Assess Safety and Efficacy of Vilaprisan in Subjects With Endometriosis (VILLENDO)

• ClinicalTrials.gov Identifier: NCT03573336
• Recruitment Status: Terminated
• First Posted: June 29, 2018
• Results First Posted: January 22, 2021
• Last Update Posted: May 4, 2022
• Sponsor: Bayer
• Information provided by (Responsible Party): Bayer

Study Description

Brief Summary:

The primary objective of this study was to assess the efficacy and safety of two doses of vilaprisan compared to placebo in women with symptomatic endometriosis.

The secondary objective of this study was to evaluate the safety and tolerability of two different doses of vilaprisan in women with symptomatic endometriosis.

With the implementation of protocol version 4.0 dated 11-Dec-2018, no new subjects were enrolled. The objectives above cannot be reached as only limited data is available from subjects recruited before the temporary pause.

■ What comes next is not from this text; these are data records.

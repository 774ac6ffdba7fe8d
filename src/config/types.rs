use serde::{Deserialize, Serialize};
use std::path::PathBuf;

use crate::classify::TriggerSet;
use crate::constants::{DEFAULT_CONTEXT_LINES, HIDDEN_PREFIX};

#[derive(Debug, Clone, Serialize, Deserialize)]
pub struct AnalysisConfig {
    #[serde(default)]
    pub skills_dir: Option<PathBuf>,
    #[serde(default)]
    pub output_file: Option<PathBuf>,
    #[serde(default = "default_context_lines")]
    pub context_lines: usize,
    #[serde(default = "default_true")]
    pub parallel: bool,
    #[serde(default = "default_hidden_prefix")]
    pub hidden_prefix: String,
}

impl Default for AnalysisConfig {
    fn default() -> Self {
        Self {
            skills_dir: None,
            output_file: None,
            context_lines: default_context_lines(),
            parallel: true,
            hidden_prefix: default_hidden_prefix(),
        }
    }
}

#[derive(Debug, Clone, Serialize, Deserialize)]
pub struct ReportConfig {
    #[serde(default)]
    pub summary_json: Option<PathBuf>,
    #[serde(default = "default_true")]
    pub preview: bool,
}

impl Default for ReportConfig {
    fn default() -> Self {
        Self { summary_json: None, preview: true }
    }
}

/// Extra trigger appended after the built-in list.
///
/// A `pattern` containing `{unit}` is matched with the skill name substituted;
/// any other pattern must co-occur with the name in either order.
#[derive(Debug, Clone, Serialize, Deserialize)]
pub struct TriggerEntry {
    pub label: String,
    pub pattern: String,
}

#[derive(Debug, Clone, Serialize, Deserialize, Default)]
pub struct SkillGraphToml {
    #[serde(default)]
    pub analysis: AnalysisConfig,
    #[serde(default)]
    pub report: ReportConfig,
    #[serde(default)]
    pub triggers: Vec<TriggerEntry>,
}

const fn default_true() -> bool { true }
const fn default_context_lines() -> usize { DEFAULT_CONTEXT_LINES }
fn default_hidden_prefix() -> String { HIDDEN_PREFIX.to_string() }

/// Resolved runtime configuration.
#[derive(Debug, Clone)]
pub struct Config {
    pub skills_dir: PathBuf,
    pub output_file: PathBuf,
    pub context_lines: usize,
    pub parallel: bool,
    pub hidden_prefix: String,
    pub summary_json: Option<PathBuf>,
    pub preview: bool,
    pub quiet: bool,
    pub triggers: TriggerSet,
}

Condition or disease	Intervention/treatment	Phase
Endometriosis	Drug: Vilaprisan (BAY1002670); Drug: Matching Placebo	Phase 2

Study Design

• Study Type: Interventional (Clinical Trial)
• Actual Enrollment: 8 participants
• Allocation: Randomized
• Intervention Model: Parallel Assignment
• Masking: Quadruple (Participant, Care Provider, Investigator, Outcomes Assessor)
• Primary Purpose: Treatment
• Official Title: A Randomized, Double-blind, Parallel-group, Multicenter Phase 2b Study to Assess the Efficacy and Safety of Two Different Doses of Vilaprisan (BAY1002670) Versus Placebo in Women With Symptomatic Endometriosis
• Actual Study Start Date: July 4, 2018
• Actual Primary Completion Date: March 18, 2019
• Actual Study Completion Date: November 26, 2020

Arms and Interventions

Arm	Intervention/treatment
Experimental: Vilaprisan (BAY1002670) 2 mg; Premenopausal women 18 years and older with endometriosis with randomized ratio = 1:1:1 Vilaprisan: 2 mg	Drug: Vilaprisan (BAY1002670); Intake orally, once daily
Experimental: Vilaprisan (BAY1002670) 4 mg; Premenopausal women 18 years and older with endometriosis with randomized ratio = 1:1:1 Vilaprisan: 4 mg	Drug: Vilaprisan (BAY1002670); Intake orally, once daily
Placebo Comparator: Placebo group; Premenopausal women 18 years and older with endometriosis with randomized ratio = 1:1:1	Drug: Matching Placebo; Intake orally, once daily

Outcome Measures

Primary Outcome Measures :

1. Mean Worst Pelvic Pain (Measured on a Numerical Rating Scale [NRS], Recorded in the Daily Endometriosis Symptom Diary [ESD]) [ Time Frame: Screening period (up to a maximum of 75 days) + treatment period (up to a maximum of 168 days) ]
   Pain intensity was assessed on 11-point (0-10) NRS by ESD item 1. In ESD item 1, participants were asked to rate the worst pain in the target area during the past 24 hours, where 0= no pain and 10= worst imaginable pain and responses were recorded in ESD. Mean 'worst pelvic pain' was calculated as the sum of the participant's daily assessments of the ESD item 1 ("worst pain" during the last 24 hours) during a study period divided by number of days with pain assessment in that study period. This was summarized by study period. No inferential statistical analysis was performed.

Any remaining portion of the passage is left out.